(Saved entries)
--------------------------------
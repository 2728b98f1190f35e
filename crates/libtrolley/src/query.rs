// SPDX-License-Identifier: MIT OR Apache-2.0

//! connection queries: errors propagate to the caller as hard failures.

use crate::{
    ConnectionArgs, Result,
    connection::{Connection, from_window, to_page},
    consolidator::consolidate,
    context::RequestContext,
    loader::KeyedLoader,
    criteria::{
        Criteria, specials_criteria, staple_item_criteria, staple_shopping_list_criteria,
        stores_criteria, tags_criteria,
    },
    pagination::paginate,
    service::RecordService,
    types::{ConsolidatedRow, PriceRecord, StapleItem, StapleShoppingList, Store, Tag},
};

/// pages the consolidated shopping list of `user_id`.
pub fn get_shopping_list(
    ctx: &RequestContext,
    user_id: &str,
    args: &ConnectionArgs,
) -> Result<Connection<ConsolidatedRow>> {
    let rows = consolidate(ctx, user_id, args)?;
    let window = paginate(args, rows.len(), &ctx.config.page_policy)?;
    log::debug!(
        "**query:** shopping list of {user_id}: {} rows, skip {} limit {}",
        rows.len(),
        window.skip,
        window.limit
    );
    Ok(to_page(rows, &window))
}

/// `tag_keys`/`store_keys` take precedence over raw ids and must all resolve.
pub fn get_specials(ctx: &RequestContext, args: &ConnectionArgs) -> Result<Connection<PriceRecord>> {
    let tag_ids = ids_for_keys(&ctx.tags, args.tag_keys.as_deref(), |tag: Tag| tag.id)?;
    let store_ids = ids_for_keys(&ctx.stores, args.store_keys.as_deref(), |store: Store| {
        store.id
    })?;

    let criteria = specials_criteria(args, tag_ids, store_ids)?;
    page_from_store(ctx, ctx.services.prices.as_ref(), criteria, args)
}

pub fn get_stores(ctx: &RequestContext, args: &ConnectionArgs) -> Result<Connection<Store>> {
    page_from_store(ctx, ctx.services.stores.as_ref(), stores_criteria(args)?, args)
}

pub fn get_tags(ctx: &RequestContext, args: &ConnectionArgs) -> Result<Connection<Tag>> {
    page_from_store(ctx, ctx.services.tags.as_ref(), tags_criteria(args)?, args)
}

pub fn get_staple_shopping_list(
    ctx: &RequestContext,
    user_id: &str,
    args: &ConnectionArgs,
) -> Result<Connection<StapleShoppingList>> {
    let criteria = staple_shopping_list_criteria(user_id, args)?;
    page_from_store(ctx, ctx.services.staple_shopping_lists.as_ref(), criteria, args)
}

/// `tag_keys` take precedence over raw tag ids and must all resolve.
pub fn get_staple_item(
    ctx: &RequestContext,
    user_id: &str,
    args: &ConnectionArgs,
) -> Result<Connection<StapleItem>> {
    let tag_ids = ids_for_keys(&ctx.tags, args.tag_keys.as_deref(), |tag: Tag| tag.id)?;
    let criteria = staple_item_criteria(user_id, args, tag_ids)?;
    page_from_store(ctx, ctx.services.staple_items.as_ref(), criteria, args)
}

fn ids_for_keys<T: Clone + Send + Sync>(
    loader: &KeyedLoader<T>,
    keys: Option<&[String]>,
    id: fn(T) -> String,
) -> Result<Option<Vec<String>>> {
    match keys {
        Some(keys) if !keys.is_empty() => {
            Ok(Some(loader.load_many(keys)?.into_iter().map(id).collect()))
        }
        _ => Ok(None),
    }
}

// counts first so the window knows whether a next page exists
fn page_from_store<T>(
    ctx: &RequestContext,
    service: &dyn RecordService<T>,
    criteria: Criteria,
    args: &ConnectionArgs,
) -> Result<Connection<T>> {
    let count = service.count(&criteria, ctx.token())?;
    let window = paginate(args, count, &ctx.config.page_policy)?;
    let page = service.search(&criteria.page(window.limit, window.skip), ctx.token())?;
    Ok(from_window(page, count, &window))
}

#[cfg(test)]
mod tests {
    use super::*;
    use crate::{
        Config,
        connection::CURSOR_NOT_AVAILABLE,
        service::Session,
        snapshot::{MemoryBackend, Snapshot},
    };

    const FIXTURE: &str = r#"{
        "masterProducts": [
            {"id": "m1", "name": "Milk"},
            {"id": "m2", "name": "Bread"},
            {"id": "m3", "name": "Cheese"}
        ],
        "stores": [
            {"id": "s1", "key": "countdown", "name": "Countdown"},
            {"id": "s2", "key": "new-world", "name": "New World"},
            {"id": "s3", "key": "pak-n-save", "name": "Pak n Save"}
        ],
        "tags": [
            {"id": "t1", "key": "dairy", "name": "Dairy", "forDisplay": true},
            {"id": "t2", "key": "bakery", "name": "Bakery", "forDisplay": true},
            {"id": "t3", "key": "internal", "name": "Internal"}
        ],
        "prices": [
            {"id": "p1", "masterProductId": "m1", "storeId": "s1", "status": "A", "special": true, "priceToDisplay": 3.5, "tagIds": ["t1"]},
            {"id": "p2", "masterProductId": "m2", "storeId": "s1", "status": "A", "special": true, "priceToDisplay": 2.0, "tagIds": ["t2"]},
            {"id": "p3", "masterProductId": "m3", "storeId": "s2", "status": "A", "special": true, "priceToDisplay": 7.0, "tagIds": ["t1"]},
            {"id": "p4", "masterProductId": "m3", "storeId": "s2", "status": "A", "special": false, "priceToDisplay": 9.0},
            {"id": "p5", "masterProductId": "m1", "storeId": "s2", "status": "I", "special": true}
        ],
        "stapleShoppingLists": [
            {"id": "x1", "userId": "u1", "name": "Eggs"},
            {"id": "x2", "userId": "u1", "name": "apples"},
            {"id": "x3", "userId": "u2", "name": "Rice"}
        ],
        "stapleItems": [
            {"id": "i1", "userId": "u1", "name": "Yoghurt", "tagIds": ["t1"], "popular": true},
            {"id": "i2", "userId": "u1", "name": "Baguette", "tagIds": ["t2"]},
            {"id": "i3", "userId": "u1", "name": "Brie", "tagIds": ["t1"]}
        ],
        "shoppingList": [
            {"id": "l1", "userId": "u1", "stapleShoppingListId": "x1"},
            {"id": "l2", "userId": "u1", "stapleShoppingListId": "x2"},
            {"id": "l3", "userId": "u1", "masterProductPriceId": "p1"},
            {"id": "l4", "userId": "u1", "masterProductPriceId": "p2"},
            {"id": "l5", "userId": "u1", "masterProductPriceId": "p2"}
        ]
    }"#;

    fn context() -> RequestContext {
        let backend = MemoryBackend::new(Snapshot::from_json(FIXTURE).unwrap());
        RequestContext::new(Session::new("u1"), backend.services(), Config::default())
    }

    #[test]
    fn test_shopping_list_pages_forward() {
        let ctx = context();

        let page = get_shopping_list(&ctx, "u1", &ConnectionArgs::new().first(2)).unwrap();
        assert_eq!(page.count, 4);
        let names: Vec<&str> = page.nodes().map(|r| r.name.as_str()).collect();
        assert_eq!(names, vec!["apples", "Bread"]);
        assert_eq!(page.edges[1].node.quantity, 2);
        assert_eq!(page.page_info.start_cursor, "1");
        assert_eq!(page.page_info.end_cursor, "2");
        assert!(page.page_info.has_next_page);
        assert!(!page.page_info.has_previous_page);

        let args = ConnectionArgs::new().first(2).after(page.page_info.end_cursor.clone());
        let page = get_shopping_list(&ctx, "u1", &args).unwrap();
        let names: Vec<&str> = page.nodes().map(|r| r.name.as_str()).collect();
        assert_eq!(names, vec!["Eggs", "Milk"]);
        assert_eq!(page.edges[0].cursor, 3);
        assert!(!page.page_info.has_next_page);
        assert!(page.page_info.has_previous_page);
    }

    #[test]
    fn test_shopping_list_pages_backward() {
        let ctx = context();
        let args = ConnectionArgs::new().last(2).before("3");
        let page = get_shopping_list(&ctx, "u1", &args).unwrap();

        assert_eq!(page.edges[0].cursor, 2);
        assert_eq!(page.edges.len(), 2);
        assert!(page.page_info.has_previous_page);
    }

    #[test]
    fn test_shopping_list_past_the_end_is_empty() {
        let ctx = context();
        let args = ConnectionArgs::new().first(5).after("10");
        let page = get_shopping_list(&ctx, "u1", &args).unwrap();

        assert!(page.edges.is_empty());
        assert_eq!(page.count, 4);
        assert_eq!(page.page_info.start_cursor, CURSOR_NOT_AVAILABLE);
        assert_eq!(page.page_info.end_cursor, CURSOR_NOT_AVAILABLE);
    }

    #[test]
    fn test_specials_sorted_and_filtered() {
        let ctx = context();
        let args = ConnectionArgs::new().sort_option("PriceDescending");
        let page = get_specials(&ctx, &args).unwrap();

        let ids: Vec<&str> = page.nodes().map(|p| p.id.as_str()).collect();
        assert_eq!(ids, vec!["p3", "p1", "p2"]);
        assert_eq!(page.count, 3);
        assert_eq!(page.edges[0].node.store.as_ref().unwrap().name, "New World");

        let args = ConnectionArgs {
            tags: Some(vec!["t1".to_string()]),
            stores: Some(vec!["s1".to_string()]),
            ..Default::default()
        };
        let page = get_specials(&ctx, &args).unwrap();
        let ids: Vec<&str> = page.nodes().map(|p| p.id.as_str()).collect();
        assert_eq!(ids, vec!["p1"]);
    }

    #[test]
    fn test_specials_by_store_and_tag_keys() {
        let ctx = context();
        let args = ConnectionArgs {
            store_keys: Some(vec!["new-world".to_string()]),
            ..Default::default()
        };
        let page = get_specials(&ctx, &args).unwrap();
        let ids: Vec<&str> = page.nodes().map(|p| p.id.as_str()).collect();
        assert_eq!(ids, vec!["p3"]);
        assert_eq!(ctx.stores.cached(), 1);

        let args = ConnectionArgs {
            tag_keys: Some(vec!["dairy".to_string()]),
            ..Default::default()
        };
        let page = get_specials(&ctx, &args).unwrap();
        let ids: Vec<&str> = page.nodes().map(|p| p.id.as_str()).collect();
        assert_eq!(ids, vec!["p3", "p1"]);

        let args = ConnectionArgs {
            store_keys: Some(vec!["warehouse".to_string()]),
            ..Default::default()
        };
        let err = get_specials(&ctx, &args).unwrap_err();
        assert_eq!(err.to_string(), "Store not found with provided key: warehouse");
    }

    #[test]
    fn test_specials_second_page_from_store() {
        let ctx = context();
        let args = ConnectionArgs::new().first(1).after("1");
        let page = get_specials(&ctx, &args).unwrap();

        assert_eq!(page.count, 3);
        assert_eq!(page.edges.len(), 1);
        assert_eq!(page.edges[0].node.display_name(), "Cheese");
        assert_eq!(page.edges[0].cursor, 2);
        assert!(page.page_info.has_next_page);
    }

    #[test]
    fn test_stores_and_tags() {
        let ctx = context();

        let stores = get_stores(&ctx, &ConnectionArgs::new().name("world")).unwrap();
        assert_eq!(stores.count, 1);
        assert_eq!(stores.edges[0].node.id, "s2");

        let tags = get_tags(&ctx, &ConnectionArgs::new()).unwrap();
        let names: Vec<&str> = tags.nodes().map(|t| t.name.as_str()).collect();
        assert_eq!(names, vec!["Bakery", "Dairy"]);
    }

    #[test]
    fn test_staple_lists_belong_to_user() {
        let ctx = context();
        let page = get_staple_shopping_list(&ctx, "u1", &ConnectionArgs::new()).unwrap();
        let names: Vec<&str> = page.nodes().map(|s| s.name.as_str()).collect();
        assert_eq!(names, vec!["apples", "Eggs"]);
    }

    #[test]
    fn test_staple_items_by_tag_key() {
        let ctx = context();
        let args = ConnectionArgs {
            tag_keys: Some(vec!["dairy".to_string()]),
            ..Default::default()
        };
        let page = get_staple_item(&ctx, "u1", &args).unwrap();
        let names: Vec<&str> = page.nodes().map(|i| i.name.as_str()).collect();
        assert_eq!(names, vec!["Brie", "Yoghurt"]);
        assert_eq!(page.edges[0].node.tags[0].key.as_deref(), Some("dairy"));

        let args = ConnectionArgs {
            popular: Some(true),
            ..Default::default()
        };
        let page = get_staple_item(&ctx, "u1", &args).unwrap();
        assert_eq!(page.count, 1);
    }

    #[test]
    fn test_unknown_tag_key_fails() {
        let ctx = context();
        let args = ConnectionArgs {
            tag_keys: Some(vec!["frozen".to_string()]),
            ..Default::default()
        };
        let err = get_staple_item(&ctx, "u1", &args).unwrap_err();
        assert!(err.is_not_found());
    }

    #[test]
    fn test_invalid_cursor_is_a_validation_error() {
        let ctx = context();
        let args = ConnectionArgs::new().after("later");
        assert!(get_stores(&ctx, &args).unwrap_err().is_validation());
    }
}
--------------------------------
WORK INSTRUCTIONS.
Only lines with the word "priceToDisplay" go in the answer. Take them all from the entries above.

EXPECTED ANSWER.
            {"id": "p1", "masterProductId": "m1", "storeId": "s1", "status": "A", "special": true, "priceToDisplay": 3.5, "tagIds": ["t1"]},
            {"id": "p2", "masterProductId": "m2", "storeId": "s1", "status": "A", "special": true, "priceToDisplay": 2.0, "tagIds": ["t2"]},
            {"id": "p3", "masterProductId": "m3", "storeId": "s2", "status": "A", "special": true, "priceToDisplay": 7.0, "tagIds": ["t1"]},
            {"id": "p4", "masterProductId": "m3", "storeId": "s2", "status": "A", "special": false, "priceToDisplay": 9.0},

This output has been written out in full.